USC – They are the classic team that seemed to finally get it together down the stretch. Adjusted for pace, they are a top 20 defensive team and have won 5 in a row. Good down low with Taj Gibson and good on the perimeter with Daniel Hackett.
Teams that could fall early
Michigan St. – I always pick them to lose early, for whatever reason.
Kansas – I think they’ve already maxed out.
Mid-Major Report
Siena – They are a popular pick to upset Ohio State, except they are playing in Dayton. They waxed a very good Niagara team in the MAAC championship.
North Dakota State – Great offensive team + great story x underrated = recipe for an upset.
Cleveland State – They should give Wake some trouble, but I don’t seem them beating the Deacs.

South Region

Teams that could go deep

North Carolina – Same old story for the Heels; a lot of offense, just enough d. The most talented team in the country would be the favorite if it wasn’t for injuries.
Gonzaga – This team is Mark Few’s most talented team so far at Gonzaga. However, they draw UNC in the Sweet 16, which might be the only thing in their way from a Final Four berth.
Arizona St. – I don’t know why, but I really, really like this team. Harden and Pendergraph are one of the best combo’s in college hoops.
Oklahoma – No depth, but their Top 7 can play with anybody in the nation. Plus Blake Griffin could start on any NBA team right now, no kidding.
Teams that could fall early
Syracuse – I’m never a Syracuse fan, and I can see them running out of gas after last week.
Illinois – They aren’t very good to begin with, and their best player is hurt.
Mid-Major Report
Butler – They are starting to get a Gonzaga-type rep, where we expect them to be good every year.
Western Kentucky – Pick them to beat Illinois.
Akron – Don’t know much about these guys.
Stephen F. Austin – Believe it or not, they’re a Top 20 defensive team. Expect them to come away with a victory.

West Region

Teams that could go deep

UConn – They could go deep, but don’t expect them to go all the way without Dyson.
Washington – One of the best teams in the country you’ve probably never seen. Also one of the fastest paced Pac-10 teams and a team with the size and depth to knock of Uconn before they get to Memphis.
Missouri – 40 Minutes of Hell is alive and well with this team.
Memphis – I never like Memphis, but after last year I can’t sleep on them anymore.
Teams that could fall early
Purdue – Too hurt this year.
Mid-Major Report
BYU – Solid every year out of the underrated MVC.
Northern Iowa – Solid team out of the underrated again ‘Valley.
Utah St – One of those experienced mid-major teams that racks up a lot of wins in-conference and is usually good for a win or two in the dance.

Final Four
Louisville vs. Missouri
Pitt vs. UNC

Louisville vs. UNC

Louisville – Louisville is the best team in the nation now, and they don’t have any injuries or glaring weaknesses. That separates them from the rest of the pack this year.

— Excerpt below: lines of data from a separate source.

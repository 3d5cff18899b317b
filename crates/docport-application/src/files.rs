//! File Manager View: the user's uploaded documents.
//!
//! The list is refreshed on mount and whenever the owning chat view reports a
//! document change. Each refresh is tagged with the revision it was issued
//! for so that an older listing arriving late cannot overwrite a newer one.

use crate::Request;
use crate::events::{Alert, DocumentChange};
use docport_core::api::PortalApi;
use docport_core::document::{Document, DocumentId};
use docport_core::session::AccessToken;
use docport_core::{PortalError, Result};
use futures::FutureExt;
use std::sync::Arc;

pub const HEADING: &str = "Your Uploaded Documents";
pub const LOADING_TEXT: &str = "Loading files...";
pub const EMPTY_TEXT: &str = "You haven't uploaded any documents yet.";
pub const DELETE_REJECTED: &str = "Failed to delete file.";
pub const DELETE_FAILED: &str = "An error occurred while deleting the file.";

/// Completion of a request issued by [`FileManager`].
#[derive(Debug)]
pub enum FilesCompletion {
    Listed {
        revision: u64,
        result: Result<Vec<Document>>,
    },
    Deleted {
        document: Document,
        result: Result<()>,
    },
}

/// What applying a [`FilesCompletion`] did.
#[derive(Debug, Clone, PartialEq, Eq)]
pub enum FilesOutcome {
    Listed,
    /// A newer refresh was issued after this one; the listing was dropped.
    StaleListing,
    Deleted(DocumentChange),
    DeleteFailed(Alert),
}

/// Asks the user before a document is removed.
#[derive(Debug, Clone, PartialEq, Eq)]
pub struct DeleteConfirmation {
    pub document: Document,
}

impl DeleteConfirmation {
    pub fn prompt(&self) -> String {
        format!(
            "Are you sure you want to delete '{}'? This cannot be undone.",
            self.document.filename
        )
    }
}

/// What the list area shows.
#[derive(Debug, Clone, Copy, PartialEq, Eq)]
pub enum FileListView<'a> {
    Loading,
    Empty,
    Documents(&'a [Document]),
}

pub struct FileManager {
    api: Arc<dyn PortalApi>,
    token: AccessToken,
    documents: Vec<Document>,
    loading: bool,
    latest_revision: u64,
}

impl FileManager {
    /// Starts in the loading state; the first [`refresh`](Self::refresh)
    /// is issued by the chat view when it mounts.
    pub fn new(api: Arc<dyn PortalApi>, token: AccessToken) -> Self {
        Self {
            api,
            token,
            documents: Vec::new(),
            loading: true,
            latest_revision: 0,
        }
    }

    pub fn documents(&self) -> &[Document] {
        &self.documents
    }

    pub fn is_loading(&self) -> bool {
        self.loading
    }

    pub fn view(&self) -> FileListView<'_> {
        if self.loading {
            FileListView::Loading
        } else if self.documents.is_empty() {
            FileListView::Empty
        } else {
            FileListView::Documents(&self.documents)
        }
    }

    pub fn find(&self, id: &DocumentId) -> Option<&Document> {
        self.documents.iter().find(|doc| &doc.id == id)
    }

    /// Fetches the document list for `revision`.
    pub fn refresh(&mut self, revision: u64) -> Request<FilesCompletion> {
        self.loading = true;
        self.latest_revision = self.latest_revision.max(revision);

        let api = Arc::clone(&self.api);
        let token = self.token.clone();
        async move {
            FilesCompletion::Listed {
                revision,
                result: api.list_documents(&token).await,
            }
        }
        .boxed()
    }

    /// First half of a delete: names the file so the user can confirm.
    ///
    /// # Errors
    ///
    /// `PortalError::Precondition` if no listed document has `id`.
    pub fn request_delete(&self, id: &DocumentId) -> Result<DeleteConfirmation> {
        self.find(id)
            .cloned()
            .map(|document| DeleteConfirmation { document })
            .ok_or_else(|| PortalError::precondition(format!("No document with id {}", id)))
    }

    /// Issues the delete after the user accepted `confirmation`.
    ///
    /// Declining needs no call at all: dropping the confirmation leaves the
    /// list untouched.
    pub fn confirm_delete(&self, confirmation: DeleteConfirmation) -> Request<FilesCompletion> {
        let api = Arc::clone(&self.api);
        let token = self.token.clone();
        let document = confirmation.document;
        tracing::debug!("Deleting document {} ('{}')", document.id, document.filename);
        async move {
            let result = api.delete_document(&token, &document.id).await;
            FilesCompletion::Deleted { document, result }
        }
        .boxed()
    }

    pub fn apply(&mut self, completion: FilesCompletion) -> FilesOutcome {
        match completion {
            FilesCompletion::Listed { revision, result } => {
                if revision < self.latest_revision {
                    tracing::debug!(
                        "Dropping file listing for revision {} (latest {})",
                        revision,
                        self.latest_revision
                    );
                    return FilesOutcome::StaleListing;
                }
                self.loading = false;
                match result {
                    Ok(documents) => self.documents = documents,
                    Err(e) => {
                        tracing::warn!("Failed to fetch files: {}", e);
                        self.documents.clear();
                    }
                }
                FilesOutcome::Listed
            }
            FilesCompletion::Deleted { document, result } => match result {
                Ok(()) => {
                    self.documents.retain(|doc| doc.id != document.id);
                    tracing::info!("Deleted '{}'", document.filename);
                    FilesOutcome::Deleted(DocumentChange::Deleted { document })
                }
                Err(e) => {
                    tracing::warn!("Failed to delete file '{}': {}", document.filename, e);
                    let text = if e.is_server() {
                        DELETE_REJECTED
                    } else {
                        DELETE_FAILED
                    };
                    FilesOutcome::DeleteFailed(Alert::new(text))
                }
            },
        }
    }
}
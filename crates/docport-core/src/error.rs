//! Error types for docport.

use thiserror::Error;

/// A shared error type for the whole docport client.
///
/// The variants follow the three failure families the views care about:
/// the request never reached the portal (`Network`), the portal answered
/// with a non-success status (`Server`), or an action was rejected before
/// any request was made (`Precondition`). The remaining variants cover local
/// storage and configuration.
#[derive(Error, Debug, Clone, PartialEq, Eq)]
pub enum PortalError {
    /// The request could not be sent or the connection failed.
    #[error("Network error: {0}")]
    Network(String),

    /// The portal returned a non-2xx status.
    ///
    /// `detail` holds the `detail` field of the error body when one could be
    /// read.
    #[error("Server error ({status}): {}", .detail.as_deref().unwrap_or("no detail"))]
    Server { status: u16, detail: Option<String> },

    /// A 2xx response whose body could not be decoded.
    #[error("Invalid response: {0}")]
    InvalidResponse(String),

    /// The action was rejected locally before any request was issued.
    #[error("{0}")]
    Precondition(String),

    /// IO error (file system operations)
    #[error("IO error: {message}")]
    Io { message: String },

    /// Serialization/deserialization error
    #[error("Serialization error: {format} - {message}")]
    Serialization { format: String, message: String },

    /// Configuration error
    #[error("Configuration error: {0}")]
    Config(String),

    /// Clipboard access failed.
    #[error("Clipboard error: {0}")]
    Clipboard(String),
}

impl PortalError {
    // ============================================================================
    // Constructor helpers
    // ============================================================================

    /// Creates a Network error
    pub fn network(message: impl Into<String>) -> Self {
        Self::Network(message.into())
    }

    /// Creates a Server error
    pub fn server(status: u16, detail: Option<String>) -> Self {
        Self::Server { status, detail }
    }

    /// Creates a Precondition error
    pub fn precondition(message: impl Into<String>) -> Self {
        Self::Precondition(message.into())
    }

    /// Creates an IO error
    pub fn io(message: impl Into<String>) -> Self {
        Self::Io {
            message: message.into(),
        }
    }

    /// Creates a Config error
    pub fn config(message: impl Into<String>) -> Self {
        Self::Config(message.into())
    }

    // ============================================================================
    // Type checking methods
    // ============================================================================

    /// True when the portal could not be reached or its reply could not be read.
    pub fn is_connectivity(&self) -> bool {
        matches!(self, Self::Network(_) | Self::InvalidResponse(_))
    }

    /// True when the portal rejected the request.
    pub fn is_server(&self) -> bool {
        matches!(self, Self::Server { .. })
    }

    /// Returns the server-provided detail message, if any.
    pub fn server_detail(&self) -> Option<&str> {
        match self {
            Self::Server { detail, .. } => detail.as_deref(),
            _ => None,
        }
    }
}

// ============================================================================
// From implementations for automatic conversion
// ============================================================================

impl From<std::io::Error> for PortalError {
    fn from(err: std::io::Error) -> Self {
        Self::Io {
            message: format!("{} (kind: {:?})", err, err.kind()),
        }
    }
}

impl From<serde_json::Error> for PortalError {
    fn from(err: serde_json::Error) -> Self {
        Self::Serialization {
            format: "JSON".to_string(),
            message: err.to_string(),
        }
    }
}

impl From<toml::de::Error> for PortalError {
    fn from(err: toml::de::Error) -> Self {
        Self::Serialization {
            format: "TOML".to_string(),
            message: err.to_string(),
        }
    }
}

impl From<toml::ser::Error> for PortalError {
    fn from(err: toml::ser::Error) -> Self {
        Self::Serialization {
            format: "TOML".to_string(),
            message: err.to_string(),
        }
    }
}

/// A type alias for `Result<T, PortalError>`.
pub type Result<T> = std::result::Result<T, PortalError>;
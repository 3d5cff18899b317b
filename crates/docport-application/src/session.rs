//! Session Controller: owns the token and decides which surface is active.

use crate::events::Reload;
use docport_core::route::{Language, Route};
use docport_core::session::{AccessToken, Session};
use docport_core::storage::TokenStore;
use std::sync::Arc;

/// Owns the authentication token and the current route.
///
/// The token lives in memory and in the [`TokenStore`]; both are updated
/// together. Views receive the token by value when they are mounted and never
/// write it back.
pub struct SessionController {
    store: Arc<dyn TokenStore>,
    session: Session,
    route: Route,
    default_language: Language,
}

impl SessionController {
    /// Builds the controller from whatever token was stored last time.
    ///
    /// Sentinel values count as "no token". A storage read failure is logged
    /// and the session starts unauthenticated.
    pub fn restore(store: Arc<dyn TokenStore>, default_language: Language) -> Self {
        let token = match store.load() {
            Ok(Some(raw)) => AccessToken::from_stored(&raw),
            Ok(None) => None,
            Err(e) => {
                tracing::warn!("Failed to read stored token: {}", e);
                None
            }
        };
        tracing::debug!("Session restored (authenticated: {})", token.is_some());

        let session = Session { token };
        let route = Route::resolve("/", session.is_authenticated(), &default_language);
        Self {
            store,
            session,
            route,
            default_language,
        }
    }

    pub fn session(&self) -> &Session {
        &self.session
    }

    pub fn token(&self) -> Option<&AccessToken> {
        self.session.token.as_ref()
    }

    pub fn is_authenticated(&self) -> bool {
        self.session.is_authenticated()
    }

    pub fn current_route(&self) -> &Route {
        &self.route
    }

    pub fn default_language(&self) -> &Language {
        &self.default_language
    }

    /// Accepts a freshly issued token and moves to the default chat route.
    ///
    /// A failed write to durable storage is logged; the in-memory session is
    /// still authenticated.
    pub fn set_token(&mut self, token: AccessToken) -> &Route {
        if let Err(e) = self.store.save(token.as_str()) {
            tracing::warn!("Failed to persist token: {}", e);
        }
        self.session = Session::authenticated(token);
        self.route = Route::Chat(self.default_language.clone());
        tracing::info!("Signed in, navigating to {}", self.route);
        &self.route
    }

    /// Forgets the token everywhere.
    pub fn logout(&mut self) -> Reload {
        if let Err(e) = self.store.clear() {
            tracing::warn!("Failed to clear stored token: {}", e);
        }
        self.session = Session::default();
        self.route = Route::Login;
        tracing::info!("Signed out");
        Reload
    }

    /// Resolves `path` with the redirect rules and makes it current.
    pub fn navigate(&mut self, path: &str) -> &Route {
        let route = Route::resolve(path, self.is_authenticated(), &self.default_language);
        if route.path() != path.trim() {
            tracing::debug!("Redirect {} -> {}", path, route);
        }
        self.route = route;
        &self.route
    }
}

Top 10 Teams to Win it All
Louisville – Best team in the nation for the last 1/3 of the season.
UNC – Best team in the nation for the first 1/3 of the season.
Pitt – Best team in the nation for the middle 1/3 of the season.
Memphis – It’s hard to knock Calipari’s program, at least for on the court reasons.
Missouri – Reminds me a lot of the Arkansas team that won it all, minus the Corliss Williamson presence.
Wake Forest – If Teague and Aminu come back, they’ll win it all next year.
Washington – Quietly one of Lorenzo Romar’s most talented teams this decade.
Duke – This Duke team is a lot different from the ones that flopped in recent years.
Villanova – Love the guard play, but I don’t see anybody out of that Top 8 really making a run.
Oklahoma – Anything is possible when you have the best player in the country.